#### [WHAT TO DO]
Repeat exactly, and only, the lines of the entries below from the one with "pub fn with_page_size(mut" through the one with "pub fn leads(&self)", both ends included.

Stored records:
//! # Record View
//!
//! Read path over persisted leads: one full fetch, newest first, then search
//! and paging in memory. Nothing is cached between two [`RecordQueryView::load`]
//! calls.

use crate::database::Datastore;
use crate::database::DatastoreError;
use crate::database::Direction;
use crate::database::PersistedLead;
use std::sync::Arc;
use thiserror::Error;
use tracing::info;
use tracing::warn;

pub const DEFAULT_PAGE_SIZE: usize = 50;

/// Number of page links shown around the current page
const PAGE_WINDOW: usize = 5;

#[derive(Error, Debug)]
pub enum QueryError {
    #[error("Failed to fetch data. Please try again.")]
    FetchFailed(#[source] DatastoreError),
}

/// One window of the filtered records.
#[derive(Debug)]
pub struct Page<'a> {
    /// 1-based page number
    pub number: usize,
    pub size: usize,
    pub total_pages: usize,
    /// Size of the filtered set
    pub total_records: usize,
    pub records: Vec<&'a PersistedLead>,
}

impl Page<'_> {
    /// `Showing X to Y of Z records`, or `None` for an empty page.
    pub fn showing(&self) -> Option<String> {
        if self.records.is_empty() {
            return None;
        }
        let first = (self.number - 1) * self.size + 1;
        let last = (self.number * self.size).min(self.total_records);
        Some(format!("Showing {} to {} of {} records", first, last, self.total_records))
    }
}

/// True when the lowercased `term` occurs in the company name, website or funding round.
pub fn matches_term(lead: &PersistedLead, term: &str) -> bool {
    let term = term.to_lowercase();
    [lead.company_name(), lead.website_url(), lead.funding_round()]
        .iter()
        .any(|field| field.to_lowercase().contains(&term))
}

pub fn filter_leads<'a>(leads: &'a [PersistedLead], term: &str) -> Vec<&'a PersistedLead> {
    leads.iter().filter(|lead| matches_term(lead, term)).collect()
}

pub fn total_pages(records: usize, page_size: usize) -> usize {
    if page_size == 0 {
        0
    } else {
        records.div_ceil(page_size)
    }
}

/// Slice `[(page - 1) * size, page * size)`; pages outside the range are empty.
pub fn paginate<T>(items: &[T], page: usize, page_size: usize) -> &[T] {
    if page == 0 || page_size == 0 {
        return &[];
    }
    let start = (page - 1).saturating_mul(page_size).min(items.len());
    let end = page.saturating_mul(page_size).min(items.len());
    &items[start..end]
}

/// Up to five page numbers: the first five while near the start, the last
/// five near the end, otherwise centred on `current`.
pub fn page_window(current: usize, total_pages: usize) -> Vec<usize> {
    let count = PAGE_WINDOW.min(total_pages);
    let first = if current <= 3 {
        1
    } else if current + 2 >= total_pages {
        total_pages + 1 - count
    } else {
        current - 2
    };
    (first..first + count).collect()
}

/// Searchable, paged view over one table.
pub struct RecordQueryView {
    store: Arc<dyn Datastore>,
    table: String,
    leads: Vec<PersistedLead>,
    term: String,
    current_page: usize,
    page_size: usize,
}

impl RecordQueryView {
    pub fn new(store: Arc<dyn Datastore>, table: impl Into<String>) -> Self {
        RecordQueryView {
            store,
            table: table.into(),
            leads: Vec::new(),
            term: String::new(),
            current_page: 1,
            page_size: DEFAULT_PAGE_SIZE,
        }
    }

    /// Page sizes below one are raised to one.
    pub fn with_page_size(mut self, page_size: usize) -> Self {
        self.page_size = page_size.max(1);
        self
    }

    /// Fetches every record, newest first, replacing what the view held.
    /// On failure the view is left empty.
    pub async fn load(&mut self) -> Result<&[PersistedLead], QueryError> {
        self.leads.clear();
        self.current_page = 1;
        let records = self
            .store
            .select(&self.table, "created_at", Direction::Descending)
            .await
            .and_then(|records| records.into_iter().map(PersistedLead::from_record).collect::<Result<Vec<_>, _>>());
        match records {
            Ok(leads) => {
                info!(table = %self.table, records = leads.len(), "loaded records");
                self.leads = leads;
                Ok(self.leads.as_slice())
            }
            Err(error) => {
                warn!(table = %self.table, %error, "failed to load records");
                Err(QueryError::FetchFailed(error))
            }
        }
    }

    pub fn leads(&self) -> &[PersistedLead] {
        &self.leads
    }

    pub fn term(&self) -> &str {
        &self.term
    }

    pub fn current_page(&self) -> usize {
        self.current_page
    }

    /// Sets the search term and returns to page 1.
    pub fn search(&mut self, term: &str) -> Vec<&PersistedLead> {
        term.clone_into(&mut self.term);
        self.current_page = 1;
        self.filtered()
    }

    pub fn filtered(&self) -> Vec<&PersistedLead> {
        filter_leads(&self.leads, &self.term)
    }

    pub fn total_pages(&self) -> usize {
        total_pages(self.filtered().len(), self.page_size)
    }

    /// Any page of the filtered records at any size.
    pub fn page(&self, number: usize, page_size: usize) -> Page<'_> {
        let filtered = self.filtered();
        Page {
            number,
            size: page_size,
            total_pages: total_pages(filtered.len(), page_size),
            total_records: filtered.len(),
            records: paginate(&filtered, number, page_size).to_vec(),
        }
    }

    /// The page navigation currently points at.
    pub fn current(&self) -> Page<'_> {
        self.page(self.current_page, self.page_size)
    }

    /// Moves to `page`, clamped to the existing pages, and returns the page moved to.
    pub fn go_to(&mut self, page: usize) -> usize {
        self.current_page = page.clamp(1, self.total_pages().max(1));
        self.current_page
    }

    pub fn page_links(&self) -> Vec<usize> {
        page_window(self.current_page, self.total_pages())
    }
}
use crate::error::SheetSyncError;
use crate::spreadsheet::cell::Cell;
use crate::spreadsheet::cell::CellValue;
use crate::spreadsheet::RawRow;
use std::collections::HashSet;

/// Placeholder header for a blank header cell
const EMPTY_HEADER: &str = "__EMPTY";

/// Sparse cell storage for a single worksheet.
#[derive(Debug)]
pub(crate) struct Sheet {
    pub(crate) name: String,
    pub(crate) cells: Vec<Cell>,
    /// Actual data range (determined from cell data)
    pub(crate) col_lower_bound: Option<usize>,
    pub(crate) col_upper_bound: Option<usize>,
}

impl Sheet {
    pub(crate) fn new(name: &str) -> Self {
        Self {
            name: name.to_owned(),
            cells: Vec::new(),
            col_lower_bound: None,
            col_upper_bound: None,
        }
    }

    pub(crate) fn is_empty(&self) -> bool {
        self.cells.is_empty()
    }

    pub(crate) fn push(&mut self, cell: Cell) {
        if self.col_lower_bound.map(|col_lower_bound| cell.col < col_lower_bound).unwrap_or(true) {
            self.col_lower_bound = Some(cell.col);
        }
        if self.col_upper_bound.map(|col_upper_bound| col_upper_bound < cell.col).unwrap_or(true) {
            self.col_upper_bound = Some(cell.col);
        }
        self.cells.push(cell);
    }

    /// Orders cells row-major; a later duplicate of the same position wins.
    pub(crate) fn finish(&mut self) {
        self.cells.sort_by_key(|cell| (cell.row, cell.col));
        let mut deduplicated: Vec<Cell> = Vec::with_capacity(self.cells.len());
        for cell in self.cells.drain(..) {
            match deduplicated.last_mut() {
                Some(last) if last.row == cell.row && last.col == cell.col => *last = cell,
                _ => deduplicated.push(cell),
            }
        }
        self.cells = deduplicated;
    }

    /// Turns the sheet into header-keyed rows.
    ///
    /// The first row holding a non-empty value provides the headers for every column
    /// in the sheet's used range. Rows without a single non-empty value are skipped.
    pub(crate) fn to_raw_rows(&self) -> Result<Vec<RawRow>, SheetSyncError> {
        let (Some(col_lower), Some(col_upper)) = (self.col_lower_bound, self.col_upper_bound) else {
            return Ok(Vec::new());
        };
        let width = col_upper - col_lower + 1;

        let mut rows = Vec::<Vec<CellValue>>::new();
        let mut current_row = None::<usize>;
        for cell in &self.cells {
            let value = cell.to_value()?;
            if current_row != Some(cell.row) {
                current_row = Some(cell.row);
                rows.push(vec![CellValue::Empty; width]);
            }
            if let Some(row) = rows.last_mut() {
                row[cell.col - col_lower] = value;
            }
        }

        let mut rows = rows
            .into_iter()
            .filter(|row| row.iter().any(|value| !value.is_empty()));
        let Some(header_row) = rows.next() else {
            return Ok(Vec::new());
        };
        let headers = normalize_headers(&header_row);

        Ok(rows
            .map(|row| headers.iter().cloned().zip(row).collect::<RawRow>())
            .collect())
    }
}

/// Names blank headers `__EMPTY` and suffixes repeats with `_1`, `_2`, ...
fn normalize_headers(row: &[CellValue]) -> Vec<String> {
    let mut seen = HashSet::<String>::new();
    row.iter()
        .map(|value| {
            let base = if value.is_empty() { EMPTY_HEADER.to_owned() } else { value.to_string() };
            let mut header = base.clone();
            let mut counter = 0usize;
            while seen.contains(&header) {
                counter += 1;
                header = format!("{}_{}", base, counter);
            }
            seen.insert(header.clone());
            header
        })
        .collect()
}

#### [TASK SOLUTION]
    pub fn with_page_size(mut self, page_size: usize) -> Self {
        self.page_size = page_size.max(1);
        self
    }

    /// Fetches every record, newest first, replacing what the view held.
    /// On failure the view is left empty.
    pub async fn load(&mut self) -> Result<&[PersistedLead], QueryError> {
        self.leads.clear();
        self.current_page = 1;
        let records = self
            .store
            .select(&self.table, "created_at", Direction::Descending)
            .await
            .and_then(|records| records.into_iter().map(PersistedLead::from_record).collect::<Result<Vec<_>, _>>());
        match records {
            Ok(leads) => {
                info!(table = %self.table, records = leads.len(), "loaded records");
                self.leads = leads;
                Ok(self.leads.as_slice())
            }
            Err(error) => {
                warn!(table = %self.table, %error, "failed to load records");
                Err(QueryError::FetchFailed(error))
            }
        }
    }

    pub fn leads(&self) -> &[PersistedLead] {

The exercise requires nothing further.